Problem: Transcribe exactly everything in the data below from the line containing "local SOCKS5 handshaker." down to the line containing "pub const SOCKS5_CMD_UDP_ASSOCIATE: u8", both lines included and nothing further.

Data for this task:
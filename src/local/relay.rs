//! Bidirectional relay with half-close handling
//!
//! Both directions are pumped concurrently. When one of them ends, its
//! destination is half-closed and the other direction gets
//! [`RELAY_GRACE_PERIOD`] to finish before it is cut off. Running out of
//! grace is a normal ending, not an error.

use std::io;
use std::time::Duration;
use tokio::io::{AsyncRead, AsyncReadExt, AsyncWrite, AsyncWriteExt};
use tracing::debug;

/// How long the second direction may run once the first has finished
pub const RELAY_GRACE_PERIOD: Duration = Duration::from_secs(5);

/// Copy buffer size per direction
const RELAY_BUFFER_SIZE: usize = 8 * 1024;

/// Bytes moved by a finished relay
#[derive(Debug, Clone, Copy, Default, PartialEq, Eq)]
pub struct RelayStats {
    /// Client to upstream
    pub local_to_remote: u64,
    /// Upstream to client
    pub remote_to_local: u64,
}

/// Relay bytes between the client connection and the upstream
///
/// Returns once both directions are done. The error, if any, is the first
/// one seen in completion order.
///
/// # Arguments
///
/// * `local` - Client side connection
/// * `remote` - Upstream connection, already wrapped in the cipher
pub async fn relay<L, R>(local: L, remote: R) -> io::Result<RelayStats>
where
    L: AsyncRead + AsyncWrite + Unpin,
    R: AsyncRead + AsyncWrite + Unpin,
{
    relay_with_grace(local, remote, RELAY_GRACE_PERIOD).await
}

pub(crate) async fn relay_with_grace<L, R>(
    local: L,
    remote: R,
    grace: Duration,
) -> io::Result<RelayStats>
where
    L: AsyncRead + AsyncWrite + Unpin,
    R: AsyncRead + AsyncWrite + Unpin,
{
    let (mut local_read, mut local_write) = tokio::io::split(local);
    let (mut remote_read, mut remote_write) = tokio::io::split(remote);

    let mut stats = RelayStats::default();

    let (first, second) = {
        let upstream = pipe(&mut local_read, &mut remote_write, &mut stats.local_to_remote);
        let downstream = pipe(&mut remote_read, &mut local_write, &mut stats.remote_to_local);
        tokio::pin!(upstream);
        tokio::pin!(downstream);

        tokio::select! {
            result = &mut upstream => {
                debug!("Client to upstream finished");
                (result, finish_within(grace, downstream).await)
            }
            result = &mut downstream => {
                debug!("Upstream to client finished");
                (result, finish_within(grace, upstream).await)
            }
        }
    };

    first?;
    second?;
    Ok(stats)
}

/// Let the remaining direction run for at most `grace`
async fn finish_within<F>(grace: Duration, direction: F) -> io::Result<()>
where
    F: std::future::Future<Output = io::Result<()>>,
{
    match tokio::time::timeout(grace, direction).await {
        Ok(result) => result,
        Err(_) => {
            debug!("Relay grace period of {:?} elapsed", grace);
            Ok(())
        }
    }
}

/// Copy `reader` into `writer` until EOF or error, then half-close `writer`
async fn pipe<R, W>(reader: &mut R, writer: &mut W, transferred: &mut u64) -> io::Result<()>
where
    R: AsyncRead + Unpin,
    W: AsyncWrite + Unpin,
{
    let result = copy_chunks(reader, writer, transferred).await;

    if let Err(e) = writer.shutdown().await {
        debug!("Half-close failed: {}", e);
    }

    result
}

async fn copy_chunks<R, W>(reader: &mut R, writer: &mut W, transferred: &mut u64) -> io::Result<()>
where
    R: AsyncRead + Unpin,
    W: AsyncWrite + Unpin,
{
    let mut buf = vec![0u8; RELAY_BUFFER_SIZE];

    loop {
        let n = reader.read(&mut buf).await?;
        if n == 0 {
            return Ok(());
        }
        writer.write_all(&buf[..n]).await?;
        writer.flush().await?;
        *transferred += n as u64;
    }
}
---
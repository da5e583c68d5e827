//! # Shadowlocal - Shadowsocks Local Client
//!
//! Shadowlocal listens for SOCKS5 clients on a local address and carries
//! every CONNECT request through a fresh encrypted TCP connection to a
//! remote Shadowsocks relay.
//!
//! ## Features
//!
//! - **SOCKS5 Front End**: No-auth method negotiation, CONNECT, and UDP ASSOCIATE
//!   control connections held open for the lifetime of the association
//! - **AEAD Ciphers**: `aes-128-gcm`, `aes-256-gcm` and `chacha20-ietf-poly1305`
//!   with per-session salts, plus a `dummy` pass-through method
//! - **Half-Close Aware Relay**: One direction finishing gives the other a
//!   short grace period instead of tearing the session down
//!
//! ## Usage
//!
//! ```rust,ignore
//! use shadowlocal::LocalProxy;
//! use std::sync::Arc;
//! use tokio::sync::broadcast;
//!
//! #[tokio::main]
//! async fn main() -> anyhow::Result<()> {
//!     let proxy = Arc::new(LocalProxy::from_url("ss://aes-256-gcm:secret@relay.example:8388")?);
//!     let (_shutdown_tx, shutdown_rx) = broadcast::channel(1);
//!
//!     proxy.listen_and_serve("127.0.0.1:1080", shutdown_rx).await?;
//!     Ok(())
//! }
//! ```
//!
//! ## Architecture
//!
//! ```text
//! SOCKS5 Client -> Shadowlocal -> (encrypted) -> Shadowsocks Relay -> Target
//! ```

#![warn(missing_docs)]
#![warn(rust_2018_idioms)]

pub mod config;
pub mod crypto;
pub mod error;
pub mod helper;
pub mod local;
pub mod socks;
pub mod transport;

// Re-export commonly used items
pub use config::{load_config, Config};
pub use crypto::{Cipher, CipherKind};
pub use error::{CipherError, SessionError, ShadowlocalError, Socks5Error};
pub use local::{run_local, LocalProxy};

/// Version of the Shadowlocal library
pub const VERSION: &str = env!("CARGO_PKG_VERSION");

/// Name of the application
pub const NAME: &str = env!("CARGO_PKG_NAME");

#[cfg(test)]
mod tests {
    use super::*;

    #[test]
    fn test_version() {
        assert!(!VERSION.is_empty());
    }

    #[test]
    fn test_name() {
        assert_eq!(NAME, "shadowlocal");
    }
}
...
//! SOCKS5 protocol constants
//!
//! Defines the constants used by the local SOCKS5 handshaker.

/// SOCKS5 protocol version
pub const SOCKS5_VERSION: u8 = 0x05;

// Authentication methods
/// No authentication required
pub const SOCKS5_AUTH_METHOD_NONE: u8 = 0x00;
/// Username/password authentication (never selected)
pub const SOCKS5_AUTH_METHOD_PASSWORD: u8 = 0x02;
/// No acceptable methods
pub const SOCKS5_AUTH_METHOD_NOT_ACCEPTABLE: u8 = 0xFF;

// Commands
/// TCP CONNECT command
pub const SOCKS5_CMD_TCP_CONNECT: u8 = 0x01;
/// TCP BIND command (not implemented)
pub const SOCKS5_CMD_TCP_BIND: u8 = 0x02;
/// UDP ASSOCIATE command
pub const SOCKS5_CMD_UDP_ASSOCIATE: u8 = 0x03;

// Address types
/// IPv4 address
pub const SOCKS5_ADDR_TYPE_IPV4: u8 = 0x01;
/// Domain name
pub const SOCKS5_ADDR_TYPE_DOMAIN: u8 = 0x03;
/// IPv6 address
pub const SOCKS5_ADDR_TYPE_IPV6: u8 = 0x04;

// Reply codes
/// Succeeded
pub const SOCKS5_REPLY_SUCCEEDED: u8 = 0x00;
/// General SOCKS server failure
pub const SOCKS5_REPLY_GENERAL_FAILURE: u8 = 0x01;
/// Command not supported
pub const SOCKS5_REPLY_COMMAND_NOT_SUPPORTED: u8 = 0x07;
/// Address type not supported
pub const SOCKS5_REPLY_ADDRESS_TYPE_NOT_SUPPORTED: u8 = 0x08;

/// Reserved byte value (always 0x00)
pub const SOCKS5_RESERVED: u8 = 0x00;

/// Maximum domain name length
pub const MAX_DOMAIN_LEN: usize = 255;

Solution:
//! Defines the constants used by the local SOCKS5 handshaker.

/// SOCKS5 protocol version
pub const SOCKS5_VERSION: u8 = 0x05;

// Authentication methods
/// No authentication required
pub const SOCKS5_AUTH_METHOD_NONE: u8 = 0x00;
/// Username/password authentication (never selected)
pub const SOCKS5_AUTH_METHOD_PASSWORD: u8 = 0x02;
/// No acceptable methods
pub const SOCKS5_AUTH_METHOD_NOT_ACCEPTABLE: u8 = 0xFF;

// Commands
/// TCP CONNECT command
pub const SOCKS5_CMD_TCP_CONNECT: u8 = 0x01;
/// TCP BIND command (not implemented)
pub const SOCKS5_CMD_TCP_BIND: u8 = 0x02;
/// UDP ASSOCIATE command
pub const SOCKS5_CMD_UDP_ASSOCIATE: u8 = 0x03;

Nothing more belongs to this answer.